Para Pinker, es importante no ver venganza y perdón como mitologías o enfermedades, «sino como algo que cumple una función y que nos ayuda a adaptarnos al mundo». Todavía hablando de adaptación. Raro, porque Pinker es lingüista y el lenguaje humano nada tiene de adaptación; es todo lo contrario de la adaptación, pues mientras los códigos de señales animales son unívocos y monosémicos, el lenguaje humano carece de referente. La ciencia cognitiva que Pinker sabe está al servicio de otra cosa. Veámoslo: el perdón materializa una adaptación del mundo cuando el agresor da «señales creíbles de que ha cambiado su actitud, de que se arrepiente y de que quiere pagar un precio». Bueno, si así es, el perdón es imposible. Ya Freud señalaba el absurdo de un principio como el de “amar al prójimo” y, en consecuencia, no se fue por el mundo a asesorar instituciones para el buen cumplimiento de lo incumplible, sino que encontró la otra escala de aplicación de semejante chiste, allí donde sí se inserta en una lógica conceptual.

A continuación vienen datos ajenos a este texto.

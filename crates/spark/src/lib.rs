//! Command contract, dispatch and help rendering for framework CLIs.
//!
//! `spark` provides the pieces a framework's command line is built from:
//!
//! - **[`Command`]**: the trait every concrete command implements. A command
//!   describes itself with [`CommandMetadata`] and runs in
//!   [`execute`](Command::execute); delegation, help and error reporting come
//!   for free.
//! - **[`Dispatcher`]**: runs commands by name. [`Commands`] is the bundled
//!   registry; commands reach it through [`Command::call`].
//! - **Help rendering**: [`Command::show_help`] lays out usage, description,
//!   arguments and options as aligned, colored columns.
//!
//! # Capabilities
//!
//! Commands never touch globals. Everything they need arrives in a
//! [`CommandContext`]:
//!
//! | Field        | Trait          | Bundled implementations                      |
//! |--------------|----------------|----------------------------------------------|
//! | `logger`     | [`Logger`]     | [`TracingLogger`], [`MemoryLogger`]          |
//! | `dispatcher` | [`Dispatcher`] | [`Commands`]                                 |
//! | `output`     | [`Output`]     | [`ConsoleOutput`], [`BufferOutput`]          |
//! | `translator` | [`Translator`] | [`Messages`], any `Fn(&str) -> String`       |
//! | `error_view` | [`ErrorView`]  | [`CliErrorView`]                             |
//!
//! # Example
//!
//! ```rust
//! use spark::{BufferOutput, Command, CommandContext, CommandMetadata, CommandResult, Commands};
//! use std::rc::Rc;
//!
//! struct Greet {
//!     meta: CommandMetadata,
//!     ctx: CommandContext,
//! }
//!
//! impl Command for Greet {
//!     fn metadata(&self) -> &CommandMetadata {
//!         &self.meta
//!     }
//!
//!     fn context(&self) -> &CommandContext {
//!         &self.ctx
//!     }
//!
//!     fn execute(&mut self, params: &[String]) -> CommandResult {
//!         let who = params.first().map(String::as_str).unwrap_or("world");
//!         self.ctx.output.write(&format!("Hello, {}!", who), None)?;
//!         Ok(serde_json::Value::Null)
//!     }
//! }
//!
//! let output = Rc::new(BufferOutput::new());
//! let commands = Commands::builder()
//!     .output(output.clone())
//!     .command(|ctx| {
//!         let meta = CommandMetadata::new("Demo", "greet").argument("who", "Who to greet");
//!         Box::new(Greet { meta, ctx })
//!     })
//!     .build()?;
//!
//! commands.run("greet", &["spark".to_string()])?;
//! assert_eq!(output.contents(), "Hello, spark!");
//! # Ok::<(), Box<dyn std::error::Error>>(())
//! ```

mod builtin;
mod command;
mod config;
mod dispatch;
mod error_view;
pub mod help;
mod logger;
mod metadata;
mod output;
pub mod translate;

pub use builtin::{HelpCommand, ListCommand};
pub use command::{Command, CommandContext, CommandResult};
pub use config::{Config, SetupError};
pub use dispatch::{
    group_summaries, suggest, CommandFactory, CommandSummary, Commands, CommandsBuilder,
    DispatchError, Dispatcher,
};
pub use error_view::{CliErrorView, ErrorView};
pub use help::{pad, render_help, HelpConfig};
pub use logger::{Logger, MemoryLogger, TracingLogger};
pub use metadata::{CommandMetadata, Entries, MetaValue};
pub use output::{BufferOutput, Color, ColorMode, ColorParseError, ConsoleOutput, Output, TextMode};
pub use translate::{Messages, Translator};

pub use tracing::Level;
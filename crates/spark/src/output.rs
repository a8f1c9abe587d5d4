//! The output capability commands write through.
//!
//! [`Output`] is the small line-oriented surface the help renderer, the error
//! view and concrete commands use: write a line (optionally in a color), emit
//! a blank line, or style a fragment without writing it.
//!
//! Two implementations ship with the crate:
//!
//! - [`ConsoleOutput`] writes to stdout and styles with ANSI escape codes,
//!   following [`ColorMode`].
//! - [`BufferOutput`] captures lines in memory. Its [`TextMode`] decides
//!   whether colors are dropped (`Plain`) or kept visible as
//!   `[color]text[/color]` tags (`Debug`), which makes colorized output easy
//!   to assert on.

use console::{Style, Term};
use serde::Deserialize;
use std::cell::RefCell;
use std::fmt;
use std::io;
use std::str::FromStr;

/// Named foreground colors.
#[derive(Debug, Clone, Copy, PartialEq, Eq, Hash, Deserialize)]
#[serde(rename_all = "snake_case")]
pub enum Color {
    Black,
    Red,
    Green,
    Yellow,
    Blue,
    Magenta,
    Purple,
    Cyan,
    White,
    LightGray,
    DarkGray,
    LightRed,
    LightGreen,
    LightYellow,
    LightBlue,
    LightCyan,
}

impl Color {
    /// The lowercase name used in configuration and debug tags.
    pub fn name(&self) -> &'static str {
        match self {
            Color::Black => "black",
            Color::Red => "red",
            Color::Green => "green",
            Color::Yellow => "yellow",
            Color::Blue => "blue",
            Color::Magenta => "magenta",
            Color::Purple => "purple",
            Color::Cyan => "cyan",
            Color::White => "white",
            Color::LightGray => "light_gray",
            Color::DarkGray => "dark_gray",
            Color::LightRed => "light_red",
            Color::LightGreen => "light_green",
            Color::LightYellow => "light_yellow",
            Color::LightBlue => "light_blue",
            Color::LightCyan => "light_cyan",
        }
    }

    fn style(&self) -> Style {
        let style = Style::new();
        match self {
            Color::Black => style.black(),
            Color::Red => style.red(),
            Color::Green => style.green(),
            Color::Yellow => style.yellow(),
            Color::Blue => style.blue(),
            Color::Magenta | Color::Purple => style.magenta(),
            Color::Cyan => style.cyan(),
            Color::White => style.white().bright(),
            Color::LightGray => style.white(),
            Color::DarkGray => style.black().bright(),
            Color::LightRed => style.red().bright(),
            Color::LightGreen => style.green().bright(),
            Color::LightYellow => style.yellow().bright(),
            Color::LightBlue => style.blue().bright(),
            Color::LightCyan => style.cyan().bright(),
        }
    }
}

impl fmt::Display for Color {
    fn fmt(&self, f: &mut fmt::Formatter<'_>) -> fmt::Result {
        f.write_str(self.name())
    }
}

/// Error returned when parsing an unknown color name.
#[derive(Debug, Clone, PartialEq, Eq, thiserror::Error)]
#[error("unknown color: {0}")]
pub struct ColorParseError(pub String);

impl FromStr for Color {
    type Err = ColorParseError;

    fn from_str(s: &str) -> Result<Self, Self::Err> {
        let color = match s.to_ascii_lowercase().replace('-', "_").as_str() {
            "black" => Color::Black,
            "red" => Color::Red,
            "green" => Color::Green,
            "yellow" => Color::Yellow,
            "blue" => Color::Blue,
            "magenta" => Color::Magenta,
            "purple" => Color::Purple,
            "cyan" => Color::Cyan,
            "white" => Color::White,
            "light_gray" | "light_grey" => Color::LightGray,
            "dark_gray" | "dark_grey" => Color::DarkGray,
            "light_red" => Color::LightRed,
            "light_green" => Color::LightGreen,
            "light_yellow" => Color::LightYellow,
            "light_blue" => Color::LightBlue,
            "light_cyan" => Color::LightCyan,
            _ => return Err(ColorParseError(s.to_string())),
        };
        Ok(color)
    }
}

/// Whether [`ConsoleOutput`] emits ANSI styling.
#[derive(Debug, Clone, Copy, PartialEq, Eq, Default, Deserialize)]
#[serde(rename_all = "lowercase")]
pub enum ColorMode {
    /// Style only when stdout is a color-capable terminal.
    #[default]
    Auto,
    /// Always style.
    Always,
    /// Never style.
    Never,
}

impl ColorMode {
    /// Resolves `Auto` against the current terminal.
    pub fn enabled(&self) -> bool {
        match self {
            ColorMode::Auto => console::colors_enabled(),
            ColorMode::Always => true,
            ColorMode::Never => false,
        }
    }
}

/// How [`BufferOutput`] treats colors.
#[derive(Debug, Clone, Copy, PartialEq, Eq, Default)]
pub enum TextMode {
    /// Drop colors.
    #[default]
    Plain,
    /// Keep colors visible as `[name]text[/name]`.
    Debug,
}

/// Line-oriented, optionally colored output.
pub trait Output {
    /// Writes one line, optionally in a foreground color.
    fn write(&self, line: &str, color: Option<Color>) -> io::Result<()>;

    /// Writes an empty line.
    fn new_line(&self) -> io::Result<()> {
        self.write("", None)
    }

    /// Returns `text` styled with `color`, without writing it.
    fn color(&self, text: &str, color: Color) -> String;
}

/// Writes to stdout, styling with ANSI codes when enabled.
#[derive(Debug, Clone)]
pub struct ConsoleOutput {
    term: Term,
    styled: bool,
}

impl ConsoleOutput {
    pub fn new(mode: ColorMode) -> Self {
        Self {
            term: Term::stdout(),
            styled: mode.enabled(),
        }
    }

    /// Writes to stderr instead of stdout.
    pub fn stderr(mode: ColorMode) -> Self {
        Self {
            term: Term::stderr(),
            styled: mode.enabled(),
        }
    }
}

impl Default for ConsoleOutput {
    fn default() -> Self {
        Self::new(ColorMode::Auto)
    }
}

impl Output for ConsoleOutput {
    fn write(&self, line: &str, color: Option<Color>) -> io::Result<()> {
        match color {
            Some(color) => self.term.write_line(&self.color(line, color)),
            None => self.term.write_line(line),
        }
    }

    fn color(&self, text: &str, color: Color) -> String {
        if !self.styled || text.is_empty() {
            return text.to_string();
        }
        color
            .style()
            .force_styling(true)
            .apply_to(text)
            .to_string()
    }
}

/// Captures written lines in memory.
#[derive(Debug, Default)]
pub struct BufferOutput {
    mode: TextMode,
    lines: RefCell<Vec<String>>,
}

impl BufferOutput {
    /// A buffer that drops colors.
    pub fn new() -> Self {
        Self::default()
    }

    /// A buffer that keeps colors visible as tags.
    pub fn debug() -> Self {
        Self {
            mode: TextMode::Debug,
            lines: RefCell::default(),
        }
    }

    /// All lines written so far.
    pub fn lines(&self) -> Vec<String> {
        self.lines.borrow().clone()
    }

    /// All lines joined with `\n`.
    pub fn contents(&self) -> String {
        self.lines.borrow().join("\n")
    }

    pub fn clear(&self) {
        self.lines.borrow_mut().clear();
    }
}

impl Output for BufferOutput {
    fn write(&self, line: &str, color: Option<Color>) -> io::Result<()> {
        let line = match color {
            Some(color) => self.color(line, color),
            None => line.to_string(),
        };
        self.lines.borrow_mut().push(line);
        Ok(())
    }

    fn color(&self, text: &str, color: Color) -> String {
        match self.mode {
            TextMode::Plain => text.to_string(),
            TextMode::Debug => format!("[{}]{}[/{}]", color, text, color),
        }
    }
}
//! Runtime configuration and setup errors.
//!
//! Everything has a default, so an empty YAML document (or no file at all)
//! yields the stock behavior:
//!
//! ```yaml
//! color: auto          # auto | always | never
//! verbose_errors: false
//! messages: lang/fr.yaml
//! help:
//!   heading_color: yellow
//!   item_color: green
//!   indent: 2
//!   extra: 2
//! ```

use crate::help::HelpConfig;
use crate::output::ColorMode;
use serde::Deserialize;
use std::path::{Path, PathBuf};

/// Errors raised while configuring or assembling a command registry.
#[derive(Debug, thiserror::Error)]
pub enum SetupError {
    /// Two registered commands declare the same name.
    #[error("duplicate command name: {0}")]
    DuplicateCommand(String),

    /// Invalid configuration or message catalog.
    #[error("configuration error: {0}")]
    Config(String),

    #[error("I/O error: {0}")]
    Io(#[from] std::io::Error),
}

impl From<serde_yaml::Error> for SetupError {
    fn from(err: serde_yaml::Error) -> Self {
        SetupError::Config(err.to_string())
    }
}

#[derive(Debug, Clone, Default, PartialEq, Eq, Deserialize)]
#[serde(default, deny_unknown_fields)]
pub struct Config {
    /// Styling for console output.
    pub color: ColorMode,
    /// Include the source chain when rendering errors.
    pub verbose_errors: bool,
    /// Optional YAML message catalog overlaid on the English defaults.
    pub messages: Option<PathBuf>,
    pub help: HelpConfig,
}

impl Config {
    pub fn from_yaml_str(source: &str) -> Result<Self, SetupError> {
        if source.trim().is_empty() {
            return Ok(Self::default());
        }
        Ok(serde_yaml::from_str(source)?)
    }

    /// Loads configuration from a YAML file.
    ///
    /// A relative `messages` path is resolved against the file's directory.
    pub fn load(path: impl AsRef<Path>) -> Result<Self, SetupError> {
        let path = path.as_ref();
        let mut config = Self::from_yaml_str(&std::fs::read_to_string(path)?)?;
        if let (Some(messages), Some(dir)) = (config.messages.as_mut(), path.parent()) {
            if messages.is_relative() {
                *messages = dir.join(&*messages);
            }
        }
        Ok(config)
    }
}
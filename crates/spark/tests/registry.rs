use anyhow::anyhow;
use serde_json::{json, Value};
use spark::{
    BufferOutput, Command, CommandContext, CommandMetadata, CommandResult, Commands,
    DispatchError, Level, MemoryLogger, Messages, SetupError,
};
use std::cell::RefCell;
use std::rc::Rc;

// ============================================================================
// Test commands
// ============================================================================

struct Echo {
    meta: CommandMetadata,
    ctx: CommandContext,
}

impl Echo {
    fn new(ctx: CommandContext) -> Self {
        let meta = CommandMetadata::new("Demo", "echo")
            .description("Echoes its parameters.")
            .argument("words", "Words to echo");
        Self { meta, ctx }
    }
}

impl Command for Echo {
    fn metadata(&self) -> &CommandMetadata {
        &self.meta
    }

    fn context(&self) -> &CommandContext {
        &self.ctx
    }

    fn execute(&mut self, params: &[String]) -> CommandResult {
        self.ctx.output.write(&params.join(" "), None)?;
        Ok(json!(params))
    }
}

/// Delegates to `echo` and returns what it returned.
struct Relay {
    meta: CommandMetadata,
    ctx: CommandContext,
}

impl Relay {
    fn new(ctx: CommandContext) -> Self {
        let meta = CommandMetadata::new("Demo", "relay").description("Calls echo.");
        Self { meta, ctx }
    }
}

impl Command for Relay {
    fn metadata(&self) -> &CommandMetadata {
        &self.meta
    }

    fn context(&self) -> &CommandContext {
        &self.ctx
    }

    fn execute(&mut self, params: &[String]) -> CommandResult {
        self.logger().info("relaying");
        Ok(self.call("echo", params)?)
    }
}

/// Calls a command that does not exist.
struct Broken {
    meta: CommandMetadata,
    ctx: CommandContext,
}

impl Command for Broken {
    fn metadata(&self) -> &CommandMetadata {
        &self.meta
    }

    fn context(&self) -> &CommandContext {
        &self.ctx
    }

    fn execute(&mut self, _params: &[String]) -> CommandResult {
        Ok(self.call("ecko", &[])?)
    }
}

/// Fails, and reports the failure itself.
struct Seed {
    meta: CommandMetadata,
    ctx: CommandContext,
}

impl Command for Seed {
    fn metadata(&self) -> &CommandMetadata {
        &self.meta
    }

    fn context(&self) -> &CommandContext {
        &self.ctx
    }

    fn execute(&mut self, _params: &[String]) -> CommandResult {
        let err = anyhow!("seeder class not found");
        self.show_error(&err);
        Err(err)
    }
}

/// Shows the help of `list` through the built-in `help` command.
struct AskHelp {
    meta: CommandMetadata,
    ctx: CommandContext,
}

impl Command for AskHelp {
    fn metadata(&self) -> &CommandMetadata {
        &self.meta
    }

    fn context(&self) -> &CommandContext {
        &self.ctx
    }

    fn execute(&mut self, _params: &[String]) -> CommandResult {
        Ok(self.call("help", &strings(&["list"]))?)
    }
}

/// Panics while executing.
struct Explode {
    meta: CommandMetadata,
    ctx: CommandContext,
}

impl Command for Explode {
    fn metadata(&self) -> &CommandMetadata {
        &self.meta
    }

    fn context(&self) -> &CommandContext {
        &self.ctx
    }

    fn execute(&mut self, _params: &[String]) -> CommandResult {
        panic!("exploded");
    }
}

struct Harness {
    commands: Rc<Commands>,
    output: Rc<BufferOutput>,
    logger: Rc<MemoryLogger>,
}

fn harness() -> Harness {
    let output = Rc::new(BufferOutput::new());
    let logger = Rc::new(MemoryLogger::new());
    let commands = Commands::builder()
        .output(output.clone())
        .logger(logger.clone())
        .command(|ctx| Box::new(Echo::new(ctx)))
        .command(|ctx| Box::new(Relay::new(ctx)))
        .command(|ctx| {
            Box::new(Broken {
                meta: CommandMetadata::new("Demo", "broken"),
                ctx,
            })
        })
        .command(|ctx| {
            Box::new(Seed {
                meta: CommandMetadata::new("Database", "db:seed")
                    .description("Runs the specified seeder."),
                ctx,
            })
        })
        .build()
        .unwrap();
    Harness {
        commands,
        output,
        logger,
    }
}

fn strings(items: &[&str]) -> Vec<String> {
    items.iter().map(|s| s.to_string()).collect()
}

// ============================================================================
// Dispatch
// ============================================================================

#[test]
fn test_run_passes_params_and_returns_value() {
    let h = harness();
    let value = h.commands.run("echo", &strings(&["a", "b"])).unwrap();

    assert_eq!(value, json!(["a", "b"]));
    assert_eq!(h.output.lines(), vec!["a b"]);
}

#[test]
fn test_call_prepends_name_through_registry() {
    let h = harness();
    let value = h.commands.run("relay", &strings(&["x"])).unwrap();

    assert_eq!(value, json!(["echo", "x"]));
    assert_eq!(h.output.lines(), vec!["echo x"]);
    assert_eq!(h.logger.messages(Level::INFO), vec!["relaying"]);
}

#[test]
fn test_unknown_command_has_alternatives() {
    let h = harness();
    let err = h.commands.run("ecko", &[]).unwrap_err();

    match err {
        DispatchError::NotFound { name, alternatives } => {
            assert_eq!(name, "ecko");
            assert_eq!(alternatives, vec!["echo"]);
        }
        other => panic!("unexpected error: {other:?}"),
    }
}

#[test]
fn test_delegation_failure_propagates() {
    let h = harness();
    let err = h.commands.run("broken", &[]).unwrap_err();

    let DispatchError::Execution { name, source } = err else {
        panic!("expected execution error");
    };
    assert_eq!(name, "broken");
    assert!(matches!(
        source.downcast_ref::<DispatchError>(),
        Some(DispatchError::NotFound { name, .. }) if name == "ecko"
    ));
}

#[test]
fn test_report_unwraps_delegated_not_found() {
    let h = harness();
    let err = h.commands.run("broken", &[]).unwrap_err();
    h.commands.report(&err).unwrap();

    assert_eq!(
        h.output.lines(),
        vec![
            "Command \"ecko\" not found.",
            "",
            "Did you mean this?",
            "    echo",
        ]
    );
}

#[test]
fn test_report_plural_alternatives() {
    let h = harness();
    let err = h.commands.run("e", &[]).unwrap_err();
    h.commands.report(&err).unwrap();

    let lines = h.output.lines();
    assert_eq!(lines[2], "Did you mean one of these?");
    assert!(lines.contains(&"    echo".to_string()));
}

#[test]
fn test_report_without_alternatives() {
    let h = harness();
    let err = h.commands.run("serve", &[]).unwrap_err();
    h.commands.report(&err).unwrap();

    assert_eq!(h.output.lines(), vec!["Command \"serve\" not found."]);
}

#[test]
fn test_show_error_inside_command() {
    let h = harness();
    let err = h.commands.run("db:seed", &[]).unwrap_err();

    assert!(matches!(err, DispatchError::Execution { .. }));
    assert_eq!(
        h.output.lines(),
        vec!["[Error]", "seeder class not found", ""]
    );
}

#[test]
fn test_fresh_instance_per_run() {
    thread_local! {
        static BUILT: RefCell<usize> = const { RefCell::new(0) };
    }

    let commands = Commands::builder()
        .output(Rc::new(BufferOutput::new()))
        .builtins(false)
        .command(|ctx| {
            BUILT.with(|b| *b.borrow_mut() += 1);
            Box::new(Echo::new(ctx))
        })
        .build()
        .unwrap();

    // One instance for discovery, then one per run.
    assert_eq!(BUILT.with(|b| *b.borrow()), 1);
    commands.run("echo", &[]).unwrap();
    commands.run("echo", &[]).unwrap();
    assert_eq!(BUILT.with(|b| *b.borrow()), 3);
}

#[test]
fn test_dropped_registry_closes_handles() {
    let h = harness();
    let relay = h.commands.instantiate("relay").unwrap();
    drop(h.commands);

    let err = relay.call("echo", &[]).unwrap_err();
    assert!(matches!(err, DispatchError::Closed));
}

#[test]
fn test_depth_restored_after_panic() {
    let commands = Commands::builder()
        .output(Rc::new(BufferOutput::new()))
        .command(|ctx| {
            Box::new(Explode {
                meta: CommandMetadata::new("Demo", "explode"),
                ctx,
            })
        })
        .build()
        .unwrap();

    let result = std::panic::catch_unwind(std::panic::AssertUnwindSafe(|| {
        commands.run("explode", &[])
    }));

    assert!(result.is_err());
    assert_eq!(commands.depth(), 0);
    commands.run("list", &strings(&["--simple"])).unwrap();
    assert_eq!(commands.depth(), 0);
}

#[test]
fn test_report_output_error_keeps_source() {
    let output = Rc::new(BufferOutput::new());
    let commands = Commands::builder()
        .output(output.clone())
        .verbose_errors(true)
        .build()
        .unwrap();

    let err = DispatchError::Output(std::io::Error::new(
        std::io::ErrorKind::BrokenPipe,
        "pipe closed",
    ));
    commands.report(&err).unwrap();

    assert_eq!(
        output.lines(),
        vec![
            "[Error]",
            "output error: pipe closed",
            "",
            "Caused by:",
            "  0: pipe closed",
            "",
        ]
    );
}

// ============================================================================
// Registration
// ============================================================================

#[test]
fn test_duplicate_names_rejected() {
    let result = Commands::builder()
        .output(Rc::new(BufferOutput::new()))
        .command(|ctx| Box::new(Echo::new(ctx)))
        .command(|ctx| Box::new(Echo::new(ctx)))
        .build();

    match result {
        Err(SetupError::DuplicateCommand(name)) => assert_eq!(name, "echo"),
        other => panic!("unexpected result: {other:?}"),
    }
}

#[test]
fn test_summaries_sorted_and_grouped() {
    let h = harness();
    let names: Vec<_> = h
        .commands
        .summaries()
        .into_iter()
        .map(|s| s.name)
        .collect();
    assert_eq!(
        names,
        vec!["broken", "db:seed", "echo", "help", "list", "relay"]
    );

    let groups = h.commands.grouped();
    let keys: Vec<_> = groups.keys().map(String::as_str).collect();
    assert_eq!(keys, vec!["Database", "Demo", "Spark"]);
    assert_eq!(
        groups["Database"][0].description.as_deref(),
        Some("Runs the specified seeder.")
    );
}

#[test]
fn test_has_and_instantiate() {
    let h = harness();
    assert!(h.commands.has("echo"));
    assert!(!h.commands.has("ecko"));

    let echo = h.commands.instantiate("echo").unwrap();
    assert_eq!(echo.get("group").as_str(), Some("Demo"));
    assert!(h.commands.instantiate("ecko").is_none());
}

// ============================================================================
// Built-in commands
// ============================================================================

#[test]
fn test_help_command_shows_target_help() {
    let h = harness();
    h.commands.run("help", &strings(&["echo"])).unwrap();

    assert_eq!(
        h.output.lines(),
        vec![
            "Usage:",
            "  echo [arguments]",
            "",
            "Description:",
            "  Echoes its parameters.",
            "",
            "Arguments:",
            "  words  Words to echo",
        ]
    );
}

#[test]
fn test_help_command_defaults_to_itself() {
    let h = harness();
    h.commands.run("help", &[]).unwrap();

    let lines = h.output.lines();
    assert_eq!(lines[1], "  help [<command_name>]");
    assert_eq!(
        lines.last().map(String::as_str),
        Some("  command_name  The command name [default: \"help\"]")
    );
}

#[test]
fn test_help_command_through_call() {
    let output = Rc::new(BufferOutput::new());
    let commands = Commands::builder()
        .output(output.clone())
        .command(|ctx| {
            Box::new(AskHelp {
                meta: CommandMetadata::new("Demo", "ask"),
                ctx,
            })
        })
        .build()
        .unwrap();

    commands.run("ask", &[]).unwrap();

    let lines = output.lines();
    assert_eq!(lines[0], "Usage:");
    assert_eq!(lines[1], "  list [--simple]");
}

#[test]
fn test_help_command_through_call_defaults_to_itself() {
    let h = harness();
    let relay = h.commands.instantiate("relay").unwrap();
    relay.call("help", &[]).unwrap();

    assert_eq!(h.output.lines()[1], "  help [<command_name>]");
}

#[test]
fn test_help_command_unknown_target() {
    let h = harness();
    let err = h.commands.run("help", &strings(&["ecko"])).unwrap_err();
    h.commands.report(&err).unwrap();

    assert_eq!(h.output.lines()[0], "Command \"ecko\" not found.");
}

#[test]
fn test_list_full() {
    let h = harness();
    let value = h.commands.run("list", &[]).unwrap();

    assert_eq!(
        value,
        json!(["db:seed", "broken", "echo", "relay", "help", "list"])
    );
    assert_eq!(
        h.output.lines(),
        vec![
            "Database",
            "  db:seed  Runs the specified seeder.",
            "",
            "Demo",
            "  broken   ",
            "  echo     Echoes its parameters.",
            "  relay    Calls echo.",
            "",
            "Spark",
            "  help     Displays basic usage information.",
            "  list     Lists the available commands.",
        ]
    );
}

#[test]
fn test_list_simple() {
    let h = harness();
    h.commands.run("list", &strings(&["--simple"])).unwrap();

    assert_eq!(
        h.output.lines(),
        vec!["broken", "db:seed", "echo", "help", "list", "relay"]
    );
}

#[test]
fn test_translated_builtins() {
    let output = Rc::new(BufferOutput::new());
    let messages =
        Messages::english().merge(Messages::from_yaml("CLI:\n  helpUsage: Uso\n").unwrap());
    let commands = Commands::builder()
        .output(output.clone())
        .translator(Rc::new(messages))
        .build()
        .unwrap();

    commands.show_help("list").unwrap();
    assert_eq!(output.lines()[0], "Uso");
    assert_eq!(output.lines()[1], "  list [--simple]");
}

#[test]
fn test_value_null_for_help() {
    let h = harness();
    assert_eq!(h.commands.run("help", &[]).unwrap(), Value::Null);
}
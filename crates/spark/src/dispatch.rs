//! Command dispatch.
//!
//! [`Dispatcher`] is the capability a command uses to run its siblings.
//! [`Commands`] is the in-memory registry that implements it: commands are
//! registered as factories, discovered once at build time, and instantiated
//! fresh for every run.
//!
//! ```rust,ignore
//! let commands = Commands::builder()
//!     .command(|ctx| Box::new(MakeModel::new(ctx)))
//!     .command(|ctx| Box::new(ClearCache::new(ctx)))
//!     .build()?;
//!
//! match commands.run("make:model", &params) {
//!     Ok(_) => {}
//!     Err(err) => commands.report(&err)?,
//! }
//! ```
//!
//! Commands hold the registry through a weak handle, so a registry can be
//! dropped while commands built from it are still alive; their delegations
//! then fail with [`DispatchError::Closed`].

use crate::builtin::{HelpCommand, ListCommand};
use crate::command::{Command, CommandContext};
use crate::config::{Config, SetupError};
use crate::error_view::{CliErrorView, ErrorView};
use crate::help::HelpConfig;
use crate::logger::{Logger, TracingLogger};
use crate::output::{Color, ConsoleOutput, Output};
use crate::translate::{self, Messages, Translator};
use serde_json::Value;
use std::cell::Cell;
use std::collections::BTreeMap;
use std::fmt;
use std::io;
use std::rc::{Rc, Weak};

/// Runs commands by name.
pub trait Dispatcher {
    /// Resolves `command` and executes it with `params`.
    fn run(&self, command: &str, params: &[String]) -> Result<Value, DispatchError>;

    /// Shows the help text of `command`.
    fn show_help(&self, command: &str) -> Result<(), DispatchError> {
        Err(DispatchError::NotFound {
            name: command.to_string(),
            alternatives: Vec::new(),
        })
    }

    /// Describes every command this dispatcher can run.
    fn summaries(&self) -> Vec<CommandSummary> {
        Vec::new()
    }
}

/// Errors from dispatching a command.
#[derive(Debug, thiserror::Error)]
pub enum DispatchError {
    /// No command is registered under this name.
    #[error("command \"{name}\" not found")]
    NotFound {
        name: String,
        /// Similar registered names, sorted.
        alternatives: Vec<String>,
    },

    /// The command ran and failed.
    #[error("command \"{name}\" failed: {source}")]
    Execution {
        name: String,
        #[source]
        source: anyhow::Error,
    },

    /// Writing to the output failed.
    #[error("output error: {0}")]
    Output(#[from] io::Error),

    /// The registry behind a command's dispatcher handle was dropped.
    #[error("command registry is no longer available")]
    Closed,
}

/// Identity of a registered command, as shown in listings.
#[derive(Debug, Clone, PartialEq, Eq)]
pub struct CommandSummary {
    pub name: String,
    pub group: String,
    pub description: Option<String>,
}

/// Builds a fresh command instance from the injected context.
pub type CommandFactory = Box<dyn Fn(CommandContext) -> Box<dyn Command>>;

/// The dispatcher handed to commands: a non-owning handle to the registry.
struct RegistryHandle(Weak<Commands>);

impl Dispatcher for RegistryHandle {
    fn run(&self, command: &str, params: &[String]) -> Result<Value, DispatchError> {
        self.0
            .upgrade()
            .ok_or(DispatchError::Closed)?
            .run(command, params)
    }

    fn show_help(&self, command: &str) -> Result<(), DispatchError> {
        self.0
            .upgrade()
            .ok_or(DispatchError::Closed)?
            .show_help(command)
    }

    fn summaries(&self) -> Vec<CommandSummary> {
        self.0
            .upgrade()
            .map(|commands| commands.summaries())
            .unwrap_or_default()
    }
}

struct Registered {
    summary: CommandSummary,
    factory: CommandFactory,
}

/// An in-memory command registry and runner.
pub struct Commands {
    registry: BTreeMap<String, Registered>,
    context: CommandContext,
    depth: Cell<usize>,
}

Pinker se contradice flagrantemente cuando sostiene —con el telón de fondo del caso Alemania— que «quien insiste en una justicia perfecta nunca alcanza la paz». ¿No se trata de algo estructural que nunca va a ceder y, por eso, no debemos esperar la justicia total? Pero, en la otra argumentación, consideraba posible un arrepentimiento verosímil, con muestras visibles.
Barlow cierra con broche de oro: el odio de los estadounidenses hacia los japoneses cedió cuando vieron que a los japoneses no les importaba lo que ellos sentían y que habían seguido con sus vidas. ¿Y no serían en los japoneses, que vivieron el impacto de dos bombas atómicas en su territorio, donde parecería justificable el odio? ¿Y no habían dicho que se necesitaban muestras de arrepentimiento por parte del agresor?, ¿acá no se trata de muestras de desdén? Pues bien, a eso lo llama perdón y lo ubica como factor de mejoramiento de la salud emocional.
Para concluir, digamos —con Canguilhem— que la salud no es un concepto científico, aunque no por ello es trivial, y que ninguna curación es un retorno. Digamos —con Miller— que la culpa no es una falla emocional, sino el pathos de la responsabilidad, y que el hombre, como tal, es un enfermo, por lo que la enfermedad mental está en nosotros desde el principio. Digamos —con Bourdieu— que entre la psiquiatría farmacéutica y la psicología ecléctica componen un campo de negocios en el que las nociones no tienen rigor alguno, pero que no sólo están al tanto de la terminología del DSM, sino que están dadas al consumo, donde los individuos del mercado tragan entero. Digamos —con Freud— que la clínica de la sugestión no es más que la imposición de ideales a sujetos que quieren evadir la responsabilidad, y que la clínica pedagógica se concentra en enseñar, como si alguien supiera y como si alguien quisiera aprender.